[[ MATERIAL SHOWN, beginning ]]
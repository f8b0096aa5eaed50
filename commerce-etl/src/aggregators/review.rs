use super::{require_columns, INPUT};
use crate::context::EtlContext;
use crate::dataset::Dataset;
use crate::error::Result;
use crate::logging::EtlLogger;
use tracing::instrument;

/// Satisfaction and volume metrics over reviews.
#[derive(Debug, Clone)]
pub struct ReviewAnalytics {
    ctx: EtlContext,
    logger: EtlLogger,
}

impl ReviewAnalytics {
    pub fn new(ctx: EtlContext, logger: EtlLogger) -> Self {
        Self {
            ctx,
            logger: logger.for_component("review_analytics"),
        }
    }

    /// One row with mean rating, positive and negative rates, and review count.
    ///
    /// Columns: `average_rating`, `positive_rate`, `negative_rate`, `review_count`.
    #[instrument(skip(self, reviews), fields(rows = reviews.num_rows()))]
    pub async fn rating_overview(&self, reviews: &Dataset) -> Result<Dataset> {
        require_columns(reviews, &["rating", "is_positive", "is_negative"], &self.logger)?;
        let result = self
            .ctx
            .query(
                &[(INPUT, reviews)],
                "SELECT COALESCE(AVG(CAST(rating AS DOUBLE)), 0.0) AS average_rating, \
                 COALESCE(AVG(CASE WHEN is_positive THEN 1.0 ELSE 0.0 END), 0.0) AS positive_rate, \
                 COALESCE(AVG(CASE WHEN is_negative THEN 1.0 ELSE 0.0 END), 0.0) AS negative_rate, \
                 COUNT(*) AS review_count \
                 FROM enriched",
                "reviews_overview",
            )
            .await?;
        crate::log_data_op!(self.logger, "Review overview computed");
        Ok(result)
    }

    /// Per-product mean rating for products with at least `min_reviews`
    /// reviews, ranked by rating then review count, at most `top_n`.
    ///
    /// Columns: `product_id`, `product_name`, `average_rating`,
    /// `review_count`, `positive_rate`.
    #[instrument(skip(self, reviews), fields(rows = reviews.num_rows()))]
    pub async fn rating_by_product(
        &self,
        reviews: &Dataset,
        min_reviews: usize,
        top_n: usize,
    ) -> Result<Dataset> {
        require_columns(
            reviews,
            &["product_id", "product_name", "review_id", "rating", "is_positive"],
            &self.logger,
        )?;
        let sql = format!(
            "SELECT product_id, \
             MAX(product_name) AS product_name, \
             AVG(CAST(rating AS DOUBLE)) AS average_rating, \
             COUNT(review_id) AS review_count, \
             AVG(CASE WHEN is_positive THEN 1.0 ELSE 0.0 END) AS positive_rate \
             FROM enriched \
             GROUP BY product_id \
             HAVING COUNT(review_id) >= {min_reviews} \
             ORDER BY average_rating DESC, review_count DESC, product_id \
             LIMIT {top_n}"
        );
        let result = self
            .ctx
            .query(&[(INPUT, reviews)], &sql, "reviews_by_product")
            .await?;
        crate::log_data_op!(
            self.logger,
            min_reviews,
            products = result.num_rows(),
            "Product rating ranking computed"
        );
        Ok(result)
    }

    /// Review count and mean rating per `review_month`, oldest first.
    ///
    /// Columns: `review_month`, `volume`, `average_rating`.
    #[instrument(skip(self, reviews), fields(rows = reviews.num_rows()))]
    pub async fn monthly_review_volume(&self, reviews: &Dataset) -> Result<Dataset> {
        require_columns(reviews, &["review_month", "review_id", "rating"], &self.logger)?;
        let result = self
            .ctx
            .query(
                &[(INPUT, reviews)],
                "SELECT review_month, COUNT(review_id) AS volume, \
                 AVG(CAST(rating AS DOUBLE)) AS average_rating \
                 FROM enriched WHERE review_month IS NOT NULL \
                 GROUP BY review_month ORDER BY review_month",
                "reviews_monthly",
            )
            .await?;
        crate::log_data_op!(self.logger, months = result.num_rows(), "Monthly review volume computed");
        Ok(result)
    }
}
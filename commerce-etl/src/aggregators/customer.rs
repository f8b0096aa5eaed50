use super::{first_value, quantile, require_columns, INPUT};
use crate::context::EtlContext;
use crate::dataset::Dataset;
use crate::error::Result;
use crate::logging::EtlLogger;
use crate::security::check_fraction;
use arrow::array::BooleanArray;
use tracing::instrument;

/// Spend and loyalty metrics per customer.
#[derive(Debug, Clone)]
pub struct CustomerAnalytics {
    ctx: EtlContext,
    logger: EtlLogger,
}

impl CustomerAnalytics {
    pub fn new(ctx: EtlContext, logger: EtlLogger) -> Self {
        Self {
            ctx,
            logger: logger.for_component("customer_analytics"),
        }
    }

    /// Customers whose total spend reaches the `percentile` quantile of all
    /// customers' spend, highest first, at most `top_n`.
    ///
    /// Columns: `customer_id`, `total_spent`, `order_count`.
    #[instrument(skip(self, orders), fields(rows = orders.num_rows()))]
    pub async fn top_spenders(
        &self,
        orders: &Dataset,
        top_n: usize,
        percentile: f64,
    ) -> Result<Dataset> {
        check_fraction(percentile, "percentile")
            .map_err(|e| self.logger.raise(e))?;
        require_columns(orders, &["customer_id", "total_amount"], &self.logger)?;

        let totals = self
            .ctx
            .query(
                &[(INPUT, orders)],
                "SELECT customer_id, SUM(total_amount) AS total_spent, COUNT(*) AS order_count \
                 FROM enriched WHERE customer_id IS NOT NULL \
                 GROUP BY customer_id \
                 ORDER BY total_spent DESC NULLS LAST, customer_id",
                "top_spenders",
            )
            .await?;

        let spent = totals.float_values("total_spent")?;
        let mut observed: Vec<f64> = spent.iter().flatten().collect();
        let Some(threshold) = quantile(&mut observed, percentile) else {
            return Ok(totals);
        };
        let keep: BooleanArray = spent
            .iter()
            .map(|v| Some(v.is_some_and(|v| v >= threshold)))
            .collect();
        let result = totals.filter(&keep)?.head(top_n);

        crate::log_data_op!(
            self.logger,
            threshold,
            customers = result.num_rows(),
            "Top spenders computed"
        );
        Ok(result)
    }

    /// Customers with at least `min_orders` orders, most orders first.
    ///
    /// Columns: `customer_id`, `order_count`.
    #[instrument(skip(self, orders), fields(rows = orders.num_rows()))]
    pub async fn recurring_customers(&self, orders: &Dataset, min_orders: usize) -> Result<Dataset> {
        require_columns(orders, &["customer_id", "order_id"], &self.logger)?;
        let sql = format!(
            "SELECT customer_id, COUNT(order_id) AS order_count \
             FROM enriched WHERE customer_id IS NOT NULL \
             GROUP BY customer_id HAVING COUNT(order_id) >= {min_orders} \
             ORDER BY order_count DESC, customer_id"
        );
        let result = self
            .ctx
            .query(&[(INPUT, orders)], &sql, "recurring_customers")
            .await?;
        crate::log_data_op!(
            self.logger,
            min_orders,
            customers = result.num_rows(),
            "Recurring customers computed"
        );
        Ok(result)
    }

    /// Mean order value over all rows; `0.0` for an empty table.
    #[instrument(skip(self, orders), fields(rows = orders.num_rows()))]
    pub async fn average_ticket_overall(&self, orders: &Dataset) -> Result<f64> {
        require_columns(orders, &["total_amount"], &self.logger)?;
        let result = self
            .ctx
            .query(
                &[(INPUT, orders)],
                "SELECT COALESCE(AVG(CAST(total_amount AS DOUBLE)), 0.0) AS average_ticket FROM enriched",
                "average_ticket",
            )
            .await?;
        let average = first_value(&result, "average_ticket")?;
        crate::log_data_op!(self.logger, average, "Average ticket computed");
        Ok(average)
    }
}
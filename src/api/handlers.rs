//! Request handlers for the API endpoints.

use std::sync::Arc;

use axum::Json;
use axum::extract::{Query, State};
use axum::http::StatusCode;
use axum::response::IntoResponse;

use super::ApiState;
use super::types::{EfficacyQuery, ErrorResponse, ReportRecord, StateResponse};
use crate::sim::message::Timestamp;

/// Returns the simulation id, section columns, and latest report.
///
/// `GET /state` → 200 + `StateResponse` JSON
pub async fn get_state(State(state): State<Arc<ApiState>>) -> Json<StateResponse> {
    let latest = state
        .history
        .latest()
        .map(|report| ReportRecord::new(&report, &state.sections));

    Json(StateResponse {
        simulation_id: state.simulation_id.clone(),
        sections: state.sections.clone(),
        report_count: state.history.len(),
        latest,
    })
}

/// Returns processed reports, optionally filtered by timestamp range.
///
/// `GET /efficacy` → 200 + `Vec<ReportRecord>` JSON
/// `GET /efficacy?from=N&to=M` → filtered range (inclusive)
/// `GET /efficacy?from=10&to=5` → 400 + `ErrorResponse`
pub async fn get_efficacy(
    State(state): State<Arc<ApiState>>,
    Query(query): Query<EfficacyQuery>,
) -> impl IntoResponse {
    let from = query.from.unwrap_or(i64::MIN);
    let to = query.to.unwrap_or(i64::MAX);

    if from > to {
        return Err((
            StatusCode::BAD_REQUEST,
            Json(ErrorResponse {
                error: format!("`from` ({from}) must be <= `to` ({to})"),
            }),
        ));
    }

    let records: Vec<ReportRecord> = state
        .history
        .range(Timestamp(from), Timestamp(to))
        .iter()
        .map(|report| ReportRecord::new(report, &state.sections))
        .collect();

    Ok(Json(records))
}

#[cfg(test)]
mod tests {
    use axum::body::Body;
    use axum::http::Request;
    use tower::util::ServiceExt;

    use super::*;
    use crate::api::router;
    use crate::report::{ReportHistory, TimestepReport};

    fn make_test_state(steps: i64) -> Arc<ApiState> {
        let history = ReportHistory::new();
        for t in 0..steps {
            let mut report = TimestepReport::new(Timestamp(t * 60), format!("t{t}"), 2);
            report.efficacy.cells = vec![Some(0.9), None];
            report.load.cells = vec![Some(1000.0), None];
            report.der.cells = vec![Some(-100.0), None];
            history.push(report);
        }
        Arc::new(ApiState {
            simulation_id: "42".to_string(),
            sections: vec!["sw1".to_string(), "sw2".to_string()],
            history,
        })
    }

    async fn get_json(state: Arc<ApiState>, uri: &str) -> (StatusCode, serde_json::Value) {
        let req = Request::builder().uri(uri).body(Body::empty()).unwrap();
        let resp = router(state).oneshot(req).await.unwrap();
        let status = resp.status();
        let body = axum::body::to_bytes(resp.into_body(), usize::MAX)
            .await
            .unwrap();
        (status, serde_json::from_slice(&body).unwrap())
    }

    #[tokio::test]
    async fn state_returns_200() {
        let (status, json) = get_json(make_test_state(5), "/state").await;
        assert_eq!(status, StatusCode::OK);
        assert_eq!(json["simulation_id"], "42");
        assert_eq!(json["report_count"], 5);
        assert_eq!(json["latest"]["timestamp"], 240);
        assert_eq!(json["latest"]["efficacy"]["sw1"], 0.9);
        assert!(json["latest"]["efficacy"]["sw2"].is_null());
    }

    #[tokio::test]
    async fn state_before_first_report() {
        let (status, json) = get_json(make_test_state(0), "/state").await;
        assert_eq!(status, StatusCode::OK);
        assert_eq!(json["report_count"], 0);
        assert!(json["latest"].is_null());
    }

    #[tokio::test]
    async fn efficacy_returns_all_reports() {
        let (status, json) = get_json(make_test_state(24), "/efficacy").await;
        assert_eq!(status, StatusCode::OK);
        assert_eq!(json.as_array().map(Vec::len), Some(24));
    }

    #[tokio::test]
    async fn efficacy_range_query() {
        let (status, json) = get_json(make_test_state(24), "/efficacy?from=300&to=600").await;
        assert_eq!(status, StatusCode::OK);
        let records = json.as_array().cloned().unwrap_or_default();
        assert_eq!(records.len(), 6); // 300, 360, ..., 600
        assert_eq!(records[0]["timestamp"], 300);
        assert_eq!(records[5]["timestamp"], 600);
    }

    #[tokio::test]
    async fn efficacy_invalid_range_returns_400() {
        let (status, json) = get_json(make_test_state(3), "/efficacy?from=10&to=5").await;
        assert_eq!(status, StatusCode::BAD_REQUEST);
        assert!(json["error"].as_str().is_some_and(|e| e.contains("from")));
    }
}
[[ MATERIAL SHOWN, end ]]
Search the data above for the string "iter". Report every line where it is found.

        let mut observed: Vec<f64> = spent.iter().flatten().collect();
            .iter()
        .iter()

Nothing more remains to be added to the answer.